Le gamin, qui lui tournait le dos et ne l'avait pas vu entrer, blêmit. Il perd d'un coup 10 centimètres et rentre la tête dans les épaules.
- Mère ? Mais que faites-vous ici ?
Celle qui apparemment est l'auteure de ses jours vient se planter à côté de lui et jette un oeil méprisant à la R1 avant d'avoir ce commentaire en guise de verdict :
- Pas question. C'est beaucoup trop gros. Nous avions dit une petite moto pour aller à l'université.
- Mais mère...
- Pas question j'ai dit. Quoi d'autre ?
Le gamin pointe un doigt hésitant vers la R6. Sa mère y jette un oeil et renifle de dédain. Le gamin n'insiste pas. La mère nous avise enfin et se dirige vers nous, la main tendue :
- Bonjour. Nous voudrions acheter une moto pour mon fils. Une petite moto pour qu'il puisse se rendre à la faculté. Rien d'extravagant. Déjà qu'une moto, pensez donc, mais soit... Donc une petite moto. Pour la ville. Et pas de scooter : ils se font tous voler.
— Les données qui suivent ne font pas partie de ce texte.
//! Location model for geographic coordinates and catalog members

use crate::error::EngineError;
use serde::{Deserialize, Serialize};

/// Geographic point in decimal degrees
#[derive(Debug, Serialize, Deserialize, Clone, Copy, PartialEq)]
#[serde(try_from = "RawPoint")]
pub struct GeoPoint {
    /// Latitude in decimal degrees, within [-90, 90]
    latitude: f64,
    /// Longitude in decimal degrees, within [-180, 180]
    longitude: f64,
}

#[derive(Deserialize)]
struct RawPoint {
    latitude: f64,
    longitude: f64,
}

impl GeoPoint {
    /// Create a validated point
    pub fn new(latitude: f64, longitude: f64) -> Result<Self, EngineError> {
        if !latitude.is_finite() || !(-90.0..=90.0).contains(&latitude) {
            return Err(EngineError::validation(format!(
                "latitude {latitude} is outside [-90, 90]"
            )));
        }
        if !longitude.is_finite() || !(-180.0..=180.0).contains(&longitude) {
            return Err(EngineError::validation(format!(
                "longitude {longitude} is outside [-180, 180]"
            )));
        }
        Ok(Self {
            latitude,
            longitude,
        })
    }

    #[must_use]
    pub fn latitude(&self) -> f64 {
        self.latitude
    }

    #[must_use]
    pub fn longitude(&self) -> f64 {
        self.longitude
    }

    /// Format point as coordinates string
    #[must_use]
    pub fn format_coordinates(&self) -> String {
        format!("{:.4}, {:.4}", self.latitude, self.longitude)
    }
}

impl TryFrom<RawPoint> for GeoPoint {
    type Error = EngineError;

    fn try_from(value: RawPoint) -> Result<Self, Self::Error> {
        Self::new(value.latitude, value.longitude)
    }
}

/// A named catalog member, such as a fixed site
#[derive(Debug, Serialize, Deserialize, Clone, PartialEq)]
pub struct LocationEntry {
    pub id: String,
    pub name: String,
    pub point: GeoPoint,
}

impl LocationEntry {
    #[must_use]
    pub fn new(id: impl Into<String>, name: impl Into<String>, point: GeoPoint) -> Self {
        Self {
            id: id.into(),
            name: name.into(),
            point,
        }
    }
}
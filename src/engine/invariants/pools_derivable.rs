//! Derivability invariant: pools carry no state of their own.

use super::super::{SessionView, compute_pools};
use super::Invariant;

/// Invariant: the pools equal a fresh derivation from
/// `(word list, letters, history)`.
///
/// Nothing is ever patched into a pool incrementally, so recomputing from
/// scratch must reproduce exactly what the session holds.
pub struct PoolsDerivableInvariant;

impl<S: SessionView> Invariant<S> for PoolsDerivableInvariant {
    fn holds(session: &S) -> bool {
        match compute_pools(session.word_list().words(), session.history(), session.letters()) {
            Ok(fresh) => &fresh == session.pools(),
            Err(_) => false,
        }
    }

    fn description() -> &'static str {
        "Pools are re-derivable from the word list, letters, and history"
    }
}

#[cfg(test)]
mod tests {
    use super::*;
    use crate::engine::{Choice, LetterSequence, Pools, SessionInProgress, SessionResult, WordList};
    use std::sync::Arc;

    fn list() -> Arc<WordList> {
        Arc::new(WordList::new("t", "Test", ["Umbrella", "Antidote", "Impression"]))
    }

    #[test]
    fn test_fresh_session_holds() {
        let s = SessionInProgress::start(list(), LetterSequence::new("UAI").unwrap());
        assert!(PoolsDerivableInvariant::holds(&s));
    }

    #[test]
    fn test_after_choice_holds() {
        let s = SessionInProgress::start(list(), LetterSequence::new("UAI").unwrap());
        match s.apply_choice(Choice::Left) {
            Ok(SessionResult::InProgress(s)) => assert!(PoolsDerivableInvariant::holds(&s)),
            other => panic!("Expected in-progress session, got {:?}", other),
        }
    }

    #[test]
    fn test_stale_pools_violate() {
        let mut s = SessionInProgress::start(list(), LetterSequence::new("UAI").unwrap());
        s.history.push(Choice::Left);
        // Pools still hold the full list from step 0.
        assert_eq!(s.pools, Pools::full(s.word_list.words()));
        assert!(!PoolsDerivableInvariant::holds(&s));
    }
}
Mon concessionnaire chéri se lève. Je recule et sors du champ de vision de la virago.
- Bonjour. Votre fils a-t-il déjà passé un permis ?
- Oui, son permis voiture. Et ce serait déjà bien suffisant si cela ne tenait qu'à moi. Mais apparemment pour conduire une petit moto cela ne suffit pas.
- Effectivement. Il faut passer un permis supplémentaire pour conduire des motos de plus de 125 centimètres cube.
La femme agite la main d'un air agacé : ce genre de détails ne l'intéresse pas.
- Bien, bien. Et donc, qu'a-t-il le droit de conduire ?
- Une 125, après une formation complémentaire. Ou un 50 sans permis, juste le brevet de sécurité routière.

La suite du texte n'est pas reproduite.